A GALEX image of the spiral galaxy Messier 81 in ultraviolet light. Credit:GALEX/NASA/JPL-Caltech.

Ultraviolet astronomy is generally used to refer to observations of electromagnetic radiation at ultraviolet wavelengths between approximately 10 and 320 nanometres; shorter wavelengths—higher energy photons—are studied by X-ray astronomy and gamma ray astronomy.[1] Light at these wavelengths is absorbed by the Earth's atmosphere, so observations at these wavelengths must be performed from the upper atmosphere or from space.[1]

Ultraviolet line spectrum measurements are used to discern the chemical composition, densities, and temperatures of the interstellar medium, and the temperature and composition of hot young stars. UV observations can also provide essential information about the evolution of galaxies.
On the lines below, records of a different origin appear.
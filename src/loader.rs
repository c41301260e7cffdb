use crate::error::{DocumentError, LoadError};
use crate::mdace::Document;
use crate::validation;
use log::{info, warn};
use std::fs;
use std::path::{Path, PathBuf};

/// Decode and validate an MDACE document from a JSON string
pub fn parse_document(content: &str) -> Result<Document, DocumentError> {
    let document: Document = serde_json::from_str(content)?;
    validation::validate_document(&document)?;
    Ok(document)
}

/// Reads an annotation file from disk
pub struct DocumentLoader {
    file_path: PathBuf,
}

impl DocumentLoader {
    pub fn new(file_path: impl AsRef<Path>) -> Self {
        Self {
            file_path: file_path.as_ref().to_path_buf(),
        }
    }

    /// Read the file as UTF-8 after checking it exists and is a regular file
    pub fn read_to_string(&self) -> Result<String, LoadError> {
        let path = &self.file_path;
        if !path.exists() {
            return Err(LoadError::NotFound { path: path.clone() });
        }
        if !path.is_file() {
            return Err(LoadError::NotAFile { path: path.clone() });
        }
        fs::read_to_string(path).map_err(|source| LoadError::Io {
            path: path.clone(),
            source,
        })
    }

    /// Load, decode and validate the document
    pub fn load(&self) -> Result<Document, LoadError> {
        info!("Loading annotations from {}", self.file_path.display());
        let content = self.read_to_string()?;
        let document = parse_document(&content)
            .map_err(|err| LoadError::from_document_error(self.file_path.clone(), err))?;

        for note in &document.notes {
            for mismatch in validation::covered_text_mismatches(note) {
                warn!(
                    "{}: note {} annotation {} covered_text {:?} differs from text {:?}",
                    self.file_path.display(),
                    mismatch.note_id,
                    mismatch.index,
                    mismatch.recorded,
                    mismatch.actual
                );
            }
        }

        info!(
            "Loaded hadm_id {} with {} notes and {} annotations",
            document.hadm_id,
            document.notes.len(),
            document.annotation_count()
        );
        Ok(document)
    }
}
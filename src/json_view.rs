//! `view-json`: pretty-print any JSON file
//!
//! Prints a short file header followed by the document re-indented. Key order
//! is preserved as written in the file.

use crate::error::LoadError;
use crate::formatting::format_size;
use crate::loader::DocumentLoader;
use anyhow::Result;
use serde::Serialize;
use serde_json::Value;
use serde_json::ser::PrettyFormatter;
use std::fs;
use std::io::Write;
use std::path::Path;

pub const DEFAULT_INDENT: usize = 2;

/// Re-serialize `value` with `indent` spaces per level
pub fn to_pretty_json(value: &Value, indent: usize) -> Result<String> {
    let indent = " ".repeat(indent);
    let mut buf = Vec::new();
    let mut serializer =
        serde_json::Serializer::with_formatter(&mut buf, PrettyFormatter::with_indent(indent.as_bytes()));
    value.serialize(&mut serializer)?;
    Ok(String::from_utf8(buf)?)
}

/// Load `path` as generic JSON and write the formatted view to `out`
pub fn write_json_view(path: &Path, indent: usize, out: &mut impl Write) -> Result<()> {
    let loader = DocumentLoader::new(path);
    let content = loader.read_to_string()?;
    let value: Value = serde_json::from_str(&content).map_err(|source| LoadError::InvalidJson {
        path: path.to_path_buf(),
        source,
    })?;
    let size = fs::metadata(path)
        .map(|m| m.len())
        .map_err(|source| LoadError::Io {
            path: path.to_path_buf(),
            source,
        })?;

    let name = path
        .file_name()
        .map(|n| n.to_string_lossy().into_owned())
        .unwrap_or_default();

    writeln!(out)?;
    writeln!(out, "File: {}", path.display())?;
    writeln!(out, "Size: {}", format_size(size))?;
    writeln!(out)?;
    writeln!(out, "=== {} ===", name)?;
    writeln!(out, "{}", to_pretty_json(&value, indent)?)?;
    Ok(())
}
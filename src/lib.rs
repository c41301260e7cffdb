//! ICD-10 Annotation Viewer Library
//!
//! This library loads MDACE annotation files (ICD-10 codes over clinical
//! notes) and shows them in an interactive terminal viewer where each code
//! can be toggled to highlight its spans across every note.
//!
//! # Architecture
//!
//! - **Domain Layer**: `mdace` module - documents, notes, annotations and code groups
//! - **Loading Layer**: `loader` and `validation` - JSON decoding and offset checks
//! - **Presentation Layer**: `selection`, `render` and `tui` - selection state,
//!   pure highlight rendering and the ratatui front end
//!
//! # Example
//!
//! ```no_run
//! use icd10_viewer::{DocumentLoader, SelectionState, render_document};
//! use anyhow::Result;
//!
//! fn main() -> Result<()> {
//!     let document = DocumentLoader::new("100001.json").load()?;
//!     let mut selection = SelectionState::new();
//!     selection.toggle("I61.8");
//!     for note in render_document(&document, &selection) {
//!         println!("{}: {} highlighted spans", note.note_id, note.highlighted_ranges().len());
//!     }
//!     Ok(())
//! }
//! ```

pub mod config;
pub mod error;
pub mod formatting;
pub mod json_view;
pub mod loader;
pub mod mdace;
pub mod render;
pub mod selection;
pub mod tui;
pub mod validation;

use anyhow::Result;
use std::path::Path;

// Re-export commonly used types
pub use config::ViewerConfig;
pub use error::{DocumentError, LoadError, SchemaViolation};
pub use loader::{DocumentLoader, parse_document};
pub use mdace::{Annotation, AnnotationGroup, AnnotationGroups, CodeSystem, Document, Note};
pub use render::{StyledNote, render_document, render_note};
pub use selection::SelectionState;

/// Load `path` and run the interactive viewer on it
///
/// The document is fully loaded and validated before the terminal is
/// switched to raw mode, so a bad file never shows a UI.
pub fn view(path: &Path, config: ViewerConfig) -> Result<()> {
    let document = DocumentLoader::new(path).load()?;
    let mut app = tui::App::new(path, document, config)?;
    tui::run(&mut app)
}
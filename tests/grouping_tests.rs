//! Annotation grouping tests
mod common;

use common::*;
use icd10_viewer::mdace::{GroupOrder, Occurrence};
use icd10_viewer::{AnnotationGroups, CodeSystem, parse_document};
use std::collections::HashMap;

#[test]
fn test_single_annotation_group() {
    let document = parse_document(&iph_document().to_string()).unwrap();
    let groups = AnnotationGroups::from_document(&document);

    assert_eq!(groups.len(), 1);
    let group = groups.get("I61.8").unwrap();
    assert_eq!(group.count(), 1);
    assert_eq!(group.code_system, "ICD-10-CM");
    assert_eq!(group.system(), CodeSystem::Diagnosis);
}

// Each group's count equals the number of annotations with that code across all notes
#[test]
fn test_group_counts_match_annotation_counts() {
    let document = parse_document(&multi_note_document().to_string()).unwrap();
    let groups = AnnotationGroups::from_document(&document);

    let mut expected: HashMap<&str, usize> = HashMap::new();
    for note in &document.notes {
        for annotation in &note.annotations {
            *expected.entry(annotation.code.as_str()).or_default() += 1;
        }
    }

    assert_eq!(groups.len(), expected.len());
    for (code, count) in expected {
        assert_eq!(groups.get(code).unwrap().count(), count, "count for {code}");
    }
}

// Every occurrence in a group points at an annotation carrying the group's code
#[test]
fn test_group_membership_equals_code() {
    let document = parse_document(&multi_note_document().to_string()).unwrap();
    let groups = AnnotationGroups::from_document(&document);

    for group in groups.iter() {
        for (_, annotation) in group.annotations(&document) {
            assert_eq!(annotation.code, group.code);
        }
        assert_eq!(group.annotations(&document).count(), group.count());
    }
}

#[test]
fn test_occurrences_span_notes() {
    let document = parse_document(&multi_note_document().to_string()).unwrap();
    let groups = AnnotationGroups::from_document(&document);

    assert_eq!(
        groups.get("A41.9").unwrap().occurrences(),
        &[
            Occurrence { note_index: 0, annotation_index: 0 },
            Occurrence { note_index: 1, annotation_index: 2 },
        ]
    );
    assert_eq!(groups.get("0BH17EZ").unwrap().system(), CodeSystem::Procedure);
}

#[test]
fn test_group_order_is_deterministic() {
    let document = parse_document(&multi_note_document().to_string()).unwrap();
    let groups = AnnotationGroups::from_document(&document);

    let first_seen: Vec<&str> = groups.iter().map(|g| g.code.as_str()).collect();
    assert_eq!(first_seen, vec!["A41.9", "J18.9", "0BH17EZ"]);

    let by_code: Vec<&str> = groups
        .ordered(GroupOrder::Code)
        .into_iter()
        .map(|g| g.code.as_str())
        .collect();
    assert_eq!(by_code, vec!["0BH17EZ", "A41.9", "J18.9"]);
}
The ultraviolet Universe looks quite different from the familiar stars and galaxies seen in visible light. Most stars are actually relatively cool objects emitting much of their electromagnetic radiation in the visible or near-infrared part of the spectrum. Ultraviolet radiation is the signature of hotter objects, typically in the early and late stages of their evolution. If we could see the sky in ultraviolet light, most stars would fade in prominence. We would see some very young massive stars and some very old stars and galaxies, growing hotter and producing higher-energy radiation near their birth or death. Clouds of gas and dust would block our vision in many directions along the Milky Way.

The Hubble Space Telescope and FUSE have been the most recent major space telescopes to view the near and far UV spectrum of the sky, though other UV instruments have flown on sounding rockets and the Space Shuttle.

Charles Stuart Bowyer is generally given credit for starting this field.

Ultraviolet space telescopes

Astro 2 UIT captures M101 with ultraviolet shown in purple

See also List_of_space_telescopes#Ultraviolet

See also


References

  1. ^ a b A. N. Cox, editor (2000). Allen's Astrophysical Quantities. New York: Springer-Verlag.  
  2. ^ R. Staubert, H. Brunner,1 H.-C. Kreysing - The German ROSAT XUV Data Center and a ROSAT XUV Pointed Phase Source Catalogue (1996)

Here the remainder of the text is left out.